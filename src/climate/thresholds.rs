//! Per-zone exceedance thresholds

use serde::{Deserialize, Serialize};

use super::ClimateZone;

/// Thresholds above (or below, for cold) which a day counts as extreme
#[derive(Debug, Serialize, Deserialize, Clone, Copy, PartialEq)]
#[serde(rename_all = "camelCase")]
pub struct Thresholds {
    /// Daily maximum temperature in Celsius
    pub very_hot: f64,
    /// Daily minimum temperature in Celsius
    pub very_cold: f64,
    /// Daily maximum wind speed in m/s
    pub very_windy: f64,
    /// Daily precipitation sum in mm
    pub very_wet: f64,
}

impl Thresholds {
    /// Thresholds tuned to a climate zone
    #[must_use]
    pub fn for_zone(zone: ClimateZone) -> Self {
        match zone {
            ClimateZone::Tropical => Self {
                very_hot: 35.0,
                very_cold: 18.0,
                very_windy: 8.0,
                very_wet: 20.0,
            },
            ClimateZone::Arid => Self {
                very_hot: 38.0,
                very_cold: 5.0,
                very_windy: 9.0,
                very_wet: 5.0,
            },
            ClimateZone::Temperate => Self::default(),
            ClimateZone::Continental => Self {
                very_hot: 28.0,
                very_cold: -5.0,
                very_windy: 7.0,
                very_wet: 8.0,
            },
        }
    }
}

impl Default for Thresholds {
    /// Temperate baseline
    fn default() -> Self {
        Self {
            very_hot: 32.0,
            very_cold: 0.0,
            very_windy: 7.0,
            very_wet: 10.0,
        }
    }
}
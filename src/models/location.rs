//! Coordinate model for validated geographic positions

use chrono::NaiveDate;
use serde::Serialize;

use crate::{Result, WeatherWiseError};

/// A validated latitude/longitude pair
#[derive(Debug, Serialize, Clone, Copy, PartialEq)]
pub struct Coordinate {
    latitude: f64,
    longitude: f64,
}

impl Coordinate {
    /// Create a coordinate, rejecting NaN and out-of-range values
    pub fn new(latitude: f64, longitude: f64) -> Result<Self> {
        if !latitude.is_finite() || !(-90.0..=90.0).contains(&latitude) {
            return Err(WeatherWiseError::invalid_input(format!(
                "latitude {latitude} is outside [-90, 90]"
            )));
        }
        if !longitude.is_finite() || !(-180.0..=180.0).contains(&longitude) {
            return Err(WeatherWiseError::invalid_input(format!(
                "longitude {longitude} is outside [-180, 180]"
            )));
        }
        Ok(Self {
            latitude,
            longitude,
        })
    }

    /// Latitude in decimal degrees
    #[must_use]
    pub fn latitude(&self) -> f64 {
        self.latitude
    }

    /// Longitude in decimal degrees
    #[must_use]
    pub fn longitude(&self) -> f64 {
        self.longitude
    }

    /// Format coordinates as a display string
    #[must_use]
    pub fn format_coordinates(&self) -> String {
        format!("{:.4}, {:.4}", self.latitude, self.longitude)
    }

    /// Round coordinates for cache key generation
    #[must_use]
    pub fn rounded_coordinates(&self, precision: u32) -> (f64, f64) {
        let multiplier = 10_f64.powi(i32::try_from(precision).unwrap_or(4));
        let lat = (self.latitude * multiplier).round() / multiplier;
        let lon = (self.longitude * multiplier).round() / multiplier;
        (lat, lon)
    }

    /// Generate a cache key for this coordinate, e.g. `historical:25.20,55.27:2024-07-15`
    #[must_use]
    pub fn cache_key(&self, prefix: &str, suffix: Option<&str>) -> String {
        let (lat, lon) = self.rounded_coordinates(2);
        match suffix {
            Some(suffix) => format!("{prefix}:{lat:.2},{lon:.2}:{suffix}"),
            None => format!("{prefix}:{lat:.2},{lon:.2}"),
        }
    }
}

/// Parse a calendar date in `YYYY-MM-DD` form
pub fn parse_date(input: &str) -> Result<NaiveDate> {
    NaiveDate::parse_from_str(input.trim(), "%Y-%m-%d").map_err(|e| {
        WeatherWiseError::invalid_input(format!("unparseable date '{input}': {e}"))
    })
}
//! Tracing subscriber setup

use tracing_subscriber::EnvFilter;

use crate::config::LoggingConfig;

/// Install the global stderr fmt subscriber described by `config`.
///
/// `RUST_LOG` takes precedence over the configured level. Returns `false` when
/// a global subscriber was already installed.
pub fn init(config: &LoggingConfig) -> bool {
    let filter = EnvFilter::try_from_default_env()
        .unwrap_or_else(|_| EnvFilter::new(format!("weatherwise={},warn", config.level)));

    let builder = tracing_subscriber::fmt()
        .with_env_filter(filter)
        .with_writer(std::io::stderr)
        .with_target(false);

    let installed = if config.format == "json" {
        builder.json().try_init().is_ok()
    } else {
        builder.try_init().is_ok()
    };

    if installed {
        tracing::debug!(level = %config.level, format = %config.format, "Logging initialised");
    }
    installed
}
######
▶ **Work required**
For each line above that includes "json", copy the line.

▶ **Answer below**
    let installed = if config.format == "json" {
        builder.json().try_init().is_ok()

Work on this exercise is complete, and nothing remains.